** Opening Records provided block **

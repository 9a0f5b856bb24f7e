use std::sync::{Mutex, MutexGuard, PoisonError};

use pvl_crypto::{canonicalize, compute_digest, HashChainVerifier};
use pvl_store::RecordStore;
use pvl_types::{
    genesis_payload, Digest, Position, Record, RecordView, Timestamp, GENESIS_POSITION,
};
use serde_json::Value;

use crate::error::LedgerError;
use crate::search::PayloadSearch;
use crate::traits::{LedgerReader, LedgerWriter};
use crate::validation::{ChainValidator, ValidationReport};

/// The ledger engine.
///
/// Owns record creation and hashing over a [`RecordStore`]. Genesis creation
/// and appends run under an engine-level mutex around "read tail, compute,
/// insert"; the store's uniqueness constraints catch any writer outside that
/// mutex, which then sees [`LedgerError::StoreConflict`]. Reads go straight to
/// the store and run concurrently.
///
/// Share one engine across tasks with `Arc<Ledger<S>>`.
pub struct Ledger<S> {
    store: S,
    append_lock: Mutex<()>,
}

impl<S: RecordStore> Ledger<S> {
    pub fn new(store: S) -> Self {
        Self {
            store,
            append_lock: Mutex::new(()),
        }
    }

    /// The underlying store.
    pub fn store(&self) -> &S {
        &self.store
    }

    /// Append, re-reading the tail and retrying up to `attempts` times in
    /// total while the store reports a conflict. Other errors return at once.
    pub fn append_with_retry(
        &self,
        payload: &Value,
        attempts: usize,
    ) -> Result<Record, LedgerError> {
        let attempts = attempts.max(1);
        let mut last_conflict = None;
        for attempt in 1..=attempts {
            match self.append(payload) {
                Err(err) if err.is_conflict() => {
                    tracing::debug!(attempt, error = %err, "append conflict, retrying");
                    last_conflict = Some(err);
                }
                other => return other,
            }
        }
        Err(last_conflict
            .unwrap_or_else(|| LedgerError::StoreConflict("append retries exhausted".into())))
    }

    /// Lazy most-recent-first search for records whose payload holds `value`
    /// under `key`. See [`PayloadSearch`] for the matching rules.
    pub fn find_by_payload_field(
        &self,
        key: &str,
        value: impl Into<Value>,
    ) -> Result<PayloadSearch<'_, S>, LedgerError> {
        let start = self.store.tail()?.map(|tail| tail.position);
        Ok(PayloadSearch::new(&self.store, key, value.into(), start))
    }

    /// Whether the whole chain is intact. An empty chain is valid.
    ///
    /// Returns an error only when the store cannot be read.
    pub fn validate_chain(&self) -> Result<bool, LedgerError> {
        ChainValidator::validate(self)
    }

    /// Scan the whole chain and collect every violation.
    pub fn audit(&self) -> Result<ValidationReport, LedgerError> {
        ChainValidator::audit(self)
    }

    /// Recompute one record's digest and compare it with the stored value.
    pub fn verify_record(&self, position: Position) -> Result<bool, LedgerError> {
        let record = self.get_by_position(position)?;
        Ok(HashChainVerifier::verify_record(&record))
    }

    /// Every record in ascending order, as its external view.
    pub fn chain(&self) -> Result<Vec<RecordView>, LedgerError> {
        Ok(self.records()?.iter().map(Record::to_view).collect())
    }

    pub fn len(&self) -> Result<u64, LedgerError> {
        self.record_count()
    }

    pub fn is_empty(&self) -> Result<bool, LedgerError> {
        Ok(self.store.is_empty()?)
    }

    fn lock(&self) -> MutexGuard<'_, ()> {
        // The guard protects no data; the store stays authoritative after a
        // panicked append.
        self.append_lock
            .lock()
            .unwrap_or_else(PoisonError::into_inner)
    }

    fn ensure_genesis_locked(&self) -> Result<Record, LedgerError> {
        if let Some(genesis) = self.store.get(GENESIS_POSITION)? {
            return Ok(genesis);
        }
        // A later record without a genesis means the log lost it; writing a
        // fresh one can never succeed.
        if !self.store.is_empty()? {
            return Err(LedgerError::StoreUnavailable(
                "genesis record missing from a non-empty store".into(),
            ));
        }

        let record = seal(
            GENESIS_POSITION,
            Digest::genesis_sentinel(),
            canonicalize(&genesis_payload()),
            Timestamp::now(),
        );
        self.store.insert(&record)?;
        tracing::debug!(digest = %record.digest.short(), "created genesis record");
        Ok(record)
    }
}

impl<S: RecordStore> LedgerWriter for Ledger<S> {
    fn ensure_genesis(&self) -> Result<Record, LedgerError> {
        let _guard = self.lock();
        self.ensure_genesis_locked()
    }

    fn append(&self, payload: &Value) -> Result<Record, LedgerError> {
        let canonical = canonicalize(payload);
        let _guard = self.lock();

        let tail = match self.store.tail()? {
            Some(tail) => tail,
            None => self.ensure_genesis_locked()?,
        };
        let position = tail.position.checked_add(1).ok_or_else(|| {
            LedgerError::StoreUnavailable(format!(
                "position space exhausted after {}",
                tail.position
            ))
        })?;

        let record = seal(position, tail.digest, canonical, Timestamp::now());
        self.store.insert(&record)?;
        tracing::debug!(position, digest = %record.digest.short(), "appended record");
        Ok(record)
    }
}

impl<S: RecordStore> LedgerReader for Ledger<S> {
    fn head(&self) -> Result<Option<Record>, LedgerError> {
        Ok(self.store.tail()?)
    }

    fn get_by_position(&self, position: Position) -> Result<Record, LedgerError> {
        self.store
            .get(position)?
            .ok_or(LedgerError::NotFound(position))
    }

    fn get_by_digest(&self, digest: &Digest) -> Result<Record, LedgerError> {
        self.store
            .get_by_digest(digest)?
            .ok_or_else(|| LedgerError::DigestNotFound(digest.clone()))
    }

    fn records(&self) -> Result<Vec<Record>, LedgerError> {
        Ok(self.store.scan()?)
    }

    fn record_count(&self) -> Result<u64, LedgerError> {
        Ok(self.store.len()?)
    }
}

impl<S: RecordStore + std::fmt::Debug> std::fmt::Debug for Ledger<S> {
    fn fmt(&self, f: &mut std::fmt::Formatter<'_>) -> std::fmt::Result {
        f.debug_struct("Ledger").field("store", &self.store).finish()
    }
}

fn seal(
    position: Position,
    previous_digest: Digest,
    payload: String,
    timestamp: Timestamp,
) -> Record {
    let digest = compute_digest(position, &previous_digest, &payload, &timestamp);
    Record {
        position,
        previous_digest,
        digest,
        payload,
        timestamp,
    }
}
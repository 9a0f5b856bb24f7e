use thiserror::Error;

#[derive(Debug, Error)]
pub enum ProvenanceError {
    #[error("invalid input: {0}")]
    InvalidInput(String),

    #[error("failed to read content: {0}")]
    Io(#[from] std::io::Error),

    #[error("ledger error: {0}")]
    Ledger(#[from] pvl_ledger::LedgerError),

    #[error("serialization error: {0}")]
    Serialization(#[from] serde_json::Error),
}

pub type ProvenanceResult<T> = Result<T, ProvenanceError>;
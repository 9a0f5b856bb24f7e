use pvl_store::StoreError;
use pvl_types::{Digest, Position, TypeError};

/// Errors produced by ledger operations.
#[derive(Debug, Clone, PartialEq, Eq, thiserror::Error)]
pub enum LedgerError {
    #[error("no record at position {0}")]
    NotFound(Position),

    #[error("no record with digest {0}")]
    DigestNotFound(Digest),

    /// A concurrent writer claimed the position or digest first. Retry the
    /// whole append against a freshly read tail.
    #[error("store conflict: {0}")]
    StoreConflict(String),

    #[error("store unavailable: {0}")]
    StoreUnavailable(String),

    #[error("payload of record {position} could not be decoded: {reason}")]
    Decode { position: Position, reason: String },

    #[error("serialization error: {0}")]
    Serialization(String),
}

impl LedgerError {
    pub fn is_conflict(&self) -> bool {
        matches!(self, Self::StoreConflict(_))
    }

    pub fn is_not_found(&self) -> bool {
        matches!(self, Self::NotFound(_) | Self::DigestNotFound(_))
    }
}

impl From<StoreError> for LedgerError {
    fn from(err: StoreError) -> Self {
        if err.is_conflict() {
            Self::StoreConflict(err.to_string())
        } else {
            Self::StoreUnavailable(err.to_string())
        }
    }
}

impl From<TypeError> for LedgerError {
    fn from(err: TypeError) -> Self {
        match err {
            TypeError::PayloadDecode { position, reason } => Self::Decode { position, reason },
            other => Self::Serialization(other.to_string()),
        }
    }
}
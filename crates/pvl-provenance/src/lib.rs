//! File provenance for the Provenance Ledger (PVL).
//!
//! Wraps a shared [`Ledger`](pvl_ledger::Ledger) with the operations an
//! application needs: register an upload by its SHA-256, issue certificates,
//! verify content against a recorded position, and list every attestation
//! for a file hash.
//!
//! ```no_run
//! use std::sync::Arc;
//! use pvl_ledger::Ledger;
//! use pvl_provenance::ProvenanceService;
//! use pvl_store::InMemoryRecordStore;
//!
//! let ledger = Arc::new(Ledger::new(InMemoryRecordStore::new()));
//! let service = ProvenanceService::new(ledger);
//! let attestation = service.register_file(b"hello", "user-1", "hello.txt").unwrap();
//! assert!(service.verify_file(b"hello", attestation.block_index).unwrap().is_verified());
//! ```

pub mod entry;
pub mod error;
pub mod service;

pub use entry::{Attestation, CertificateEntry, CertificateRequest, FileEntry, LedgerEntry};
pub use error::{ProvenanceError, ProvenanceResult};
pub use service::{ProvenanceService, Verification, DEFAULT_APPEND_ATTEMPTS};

** Closing Records provided block **

**Goal of the exercise:** Given the word "LedgerWriter", show every line of the records that contains it.

**Answer section:**
use crate::traits::{LedgerReader, LedgerWriter};
impl<S: RecordStore> LedgerWriter for Ledger<S> {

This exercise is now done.